I caught Lightfoot's sold-out show at the Gallo Center in Modesto on Sept. 30 and wondered just who that old man - an imposter - was on stage trying to sing the beloved Gordon Lightfoot tunes that I used to listen to on our stereo turntable. Years of smoking and aging and medical problems has made Lightfoot a shadow of what he used to be musically and physically. It was painful to watch him grimace - as if in pain - when he hit high notes in, "Sundown, you better take care if I find you've been creepin' ‘round my back stairs..." He sounded like an old man trying to sing like Gordon Lightfoot.

Wow, have that many years flown by to reduce one of my childhood musical favorites to this?

I don't know why I should be so shocked. I can remember being in an utter state of shock when I saw REO Speedwagon at the Stanislaus County Fair in 2007 and saw a bunch of gray-haired old men rocking out to songs that young rockers put out when I was in high school.
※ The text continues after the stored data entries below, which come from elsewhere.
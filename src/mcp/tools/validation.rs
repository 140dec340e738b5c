//! Input validation for tool arguments.
//!
//! Errors name the offending field and, where it helps, how to fix it, so the
//! assistant can correct the call without a round trip to Google.

use std::fmt;

use serde_json::Value;

/// Trait for validating parsed tool arguments.
pub trait Validator {
    fn validate(&self) -> Result<(), String>;
}

#[derive(Debug, Clone)]
pub struct ValidationError {
    /// The field that failed validation
    pub field: String,
    /// Human-readable error message
    pub message: String,
    /// Suggestion for how to fix the error
    pub suggestion: Option<String>,
}

impl ValidationError {
    pub fn new(field: impl Into<String>, message: impl Into<String>) -> Self {
        Self {
            field: field.into(),
            message: message.into(),
            suggestion: None,
        }
    }

    pub fn with_suggestion(mut self, suggestion: impl Into<String>) -> Self {
        self.suggestion = Some(suggestion.into());
        self
    }

    pub fn empty_field(field: &str, label: &str) -> Self {
        Self::new(field, format!("{} must not be empty", label))
            .with_suggestion(format!("Provide a valid {}", label.to_lowercase()))
    }

    pub fn not_positive(field: &str, value: i64) -> Self {
        Self::new(field, format!("must be at least 1 (got {})", value))
    }

    pub fn non_scalar_cell(field: &str, row: usize, column: usize) -> Self {
        Self::new(
            field,
            format!("cell at row {}, column {} is not a scalar", row, column),
        )
        .with_suggestion("Cells must be strings, numbers, booleans or null")
    }
}

impl fmt::Display for ValidationError {
    fn fmt(&self, f: &mut fmt::Formatter<'_>) -> fmt::Result {
        write!(f, "[{}] {}", self.field, self.message)?;
        if let Some(ref suggestion) = self.suggestion {
            write!(f, ". {}", suggestion)?;
        }
        Ok(())
    }
}

impl std::error::Error for ValidationError {}

#[derive(Debug, Default)]
pub struct ValidationErrors {
    errors: Vec<ValidationError>,
}

impl ValidationErrors {
    pub fn new() -> Self {
        Self { errors: Vec::new() }
    }

    pub fn add(&mut self, error: ValidationError) {
        self.errors.push(error);
    }

    pub fn is_empty(&self) -> bool {
        self.errors.is_empty()
    }

    pub fn len(&self) -> usize {
        self.errors.len()
    }

    /// Formatted message suitable for a tool error result.
    pub fn to_mcp_message(&self) -> String {
        if self.errors.is_empty() {
            return String::new();
        }

        let mut parts = vec![format!(
            "Validation failed: {} problem(s) found",
            self.errors.len()
        )];
        for (i, error) in self.errors.iter().enumerate() {
            parts.push(format!("{}. {}", i + 1, error));
        }
        parts.join("\n")
    }

    pub fn into_result(self) -> Result<(), String> {
        if self.is_empty() {
            Ok(())
        } else {
            Err(self.to_mcp_message())
        }
    }
}

pub fn validate_required(value: &str, field: &str, label: &str, errors: &mut ValidationErrors) {
    if value.trim().is_empty() {
        errors.add(ValidationError::empty_field(field, label));
    }
}

pub fn validate_positive(value: i64, field: &str, errors: &mut ValidationErrors) {
    if value < 1 {
        errors.add(ValidationError::not_positive(field, value));
    }
}

/// Every cell must be a scalar; row lengths may differ.
pub fn validate_grid(values: &[Vec<Value>], field: &str, errors: &mut ValidationErrors) {
    for (r, row) in values.iter().enumerate() {
        for (c, cell) in row.iter().enumerate() {
            if cell.is_array() || cell.is_object() {
                errors.add(ValidationError::non_scalar_cell(field, r + 1, c + 1));
            }
        }
    }
}
//! Google OAuth credential management.
//!
//! - `credential` - the persisted, versioned credential record
//! - `store` - atomic JSON persistence with an explicit corrupt branch
//! - `manager` - reuse / refresh / consent lifecycle
//! - `interactive` - browser consent with a loopback redirect
//! - `service_account` - headless JWT bearer grant

pub mod callback;
pub mod client_secret;
pub mod credential;
pub mod interactive;
pub mod manager;
pub mod pkce;
pub mod service_account;
pub mod store;
pub mod token;


use async_trait::async_trait;

pub use credential::{Credential, Validity};
pub use manager::{CredentialManager, CredentialSource};
pub use store::{CredentialStore, LoadOutcome};
pub use token::{OAuthClient, TokenRefresher, TokenResponse};

use crate::error::AuthError;

/// Edit spreadsheets, edit form bodies, list Drive files.
pub const SCOPES: &[&str] = &[
    "https://www.googleapis.com/auth/spreadsheets",
    "https://www.googleapis.com/auth/forms.body",
    "https://www.googleapis.com/auth/drive.readonly",
];

pub const DEFAULT_AUTH_URI: &str = "https://accounts.google.com/o/oauth2/auth";
pub const DEFAULT_TOKEN_URI: &str = "https://oauth2.googleapis.com/token";

/// Obtains a brand-new credential when nothing stored can be used.
#[async_trait]
pub trait ConsentFlow: Send + Sync {
    async fn obtain(&self, scopes: &[&str]) -> Result<Credential, AuthError>;
}
use std::collections::HashSet;

/// Whitelist of record fields to keep in the output. Built from a text file
/// with one field name per line; blank lines are ignored.
#[derive(Debug, Clone, Default)]
pub struct FieldFilter {
    fields: HashSet<String>,
}

impl FieldFilter {
    pub fn from_lines(contents: &str) -> Self {
        let fields = contents
            .lines()
            .map(str::trim)
            .filter(|line| !line.is_empty())
            .map(|line| line.to_string())
            .collect();
        FieldFilter { fields }
    }

    pub fn is_empty(&self) -> bool {
        self.fields.is_empty()
    }

    pub fn allows(&self, key: &str) -> bool {
        self.fields.contains(key)
    }
}

#[cfg(test)]
mod tests {
    use super::FieldFilter;

    #[test]
    fn from_lines_skips_blanks_and_trims() {
        let filter = FieldFilter::from_lines("title\n\n  score  \n");
        assert!(filter.allows("title"));
        assert!(filter.allows("score"));
        assert!(!filter.allows("author"));
    }

    #[test]
    fn empty_filter_allows_nothing() {
        let filter = FieldFilter::from_lines("\n\n");
        assert!(filter.is_empty());
        assert!(!filter.allows("title"));
    }
}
You know who else makes me feel old? Paul McCartney, 71, or Mick Jagger, 70, take your pick. I won't even bring up Dolly Parton, 67, or Kenny Rogers, 75, or Cher, 67, who have all tried to stay looking young with Botox and facelifts and look like wax figures. Don't get me wrong - Dolly is still a beautiful lady but she is 67 beautiful and not the beefy boxum beauty in her 30s. And Rogers hardly resembles the entertainer I saw with the Fifth Dimension singing on stage at Knotts Berry Farm in 1972 and even the actor on the Gambler II film set in Jamestown in 1983. At least Lightfoot has decided to let age take over without surgical intervention.
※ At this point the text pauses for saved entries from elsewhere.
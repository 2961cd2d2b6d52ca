use std::sync::Arc;

use reqwest::Client;
use thiserror::Error;

use crate::config::AppConfig;
use crate::state::AppState;
use driftnet_infra::pushshift::PushshiftClient;

#[derive(Debug, Error)]
pub enum WiringError {
    #[error("http client error: {0}")]
    HttpClient(#[from] reqwest::Error),
}

pub fn build_state(config: AppConfig) -> Result<AppState, WiringError> {
    let client = Client::builder()
        .timeout(config.request_timeout)
        .user_agent(config.user_agent.clone())
        .build()?;
    let archive = PushshiftClient::new(
        client.clone(),
        config.archive_base_url.clone(),
        config.page_size,
    );
    Ok(AppState {
        config: Arc::new(config),
        http_client: client,
        archive,
    })
}
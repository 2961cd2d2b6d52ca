use std::sync::Arc;

use reqwest::Client;

use crate::config::AppConfig;
use driftnet_infra::pushshift::PushshiftClient;

#[derive(Clone)]
pub struct AppState {
    pub config: Arc<AppConfig>,
    pub http_client: Client,
    pub archive: PushshiftClient,
}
It doesn't help that Glen Campbell - whom I interviewed backstage at the 1986 County Fair when he had darker hair - now looks like maybe his father instead of that youthful guy who hosted the "Good Time Hour" from 1969 to 1972. But then again, Campbell's singing days are over since he suffers from Alzheimer's Disease.

We'll never get to see senior citizen John Denver ridiculously deliver his trademark "Far out!" cry like he did in the days of Rocky Mountain High. Nor will we get to see Michael Jackson break a hip trying to do a moon walk at age 76. Nor will we see a wrinkled Dan Fogelberg on tour as an octogenarian singing "Leader of the Band." We'll never know what songs John Lennon might have written had he not died senselessly in 1980 at the hands of a deranged fan.

Time has a way of doing everyone in.Clint Eastwood is no longer the virile tough guy on screen. His delivery at the Republican National Convention last year tells us what the aging process can do to even the toughest among us. Even John Wayne was taken out by cancer. A heart attack on a Spanish golf course ensured that Bing Crosby would croon for us no more.

No more Bob Hope Christmas specials like I remember as a kid. I held the door open for him as he walked into a 1988 Modesto Centre Plaza news conference only to watch him stumble over a question repeated three times only to waive it off to bad hearing.

It's hard to see our favorite performers succumb to the effects of time. Even worse is seeing the same happen to our loved ones. But thankfully there is one thing that we can count on: their movies, recordings and the memories that we all hold.

So when I saw a John Denver CD in the bargain bin at the Ceres Walmart, I grabbed it, knowing I'd get more than $5 worth of memories out of it. Boy did I. As I listen to his beautiful voice sing to his creative lyrics and guitar strums, I am suddenly 15 years old again and everything seems as though it is the same and right with the world. It's as if time has not passed.

To quote Frank Sinatra, "No they can't take that away from me."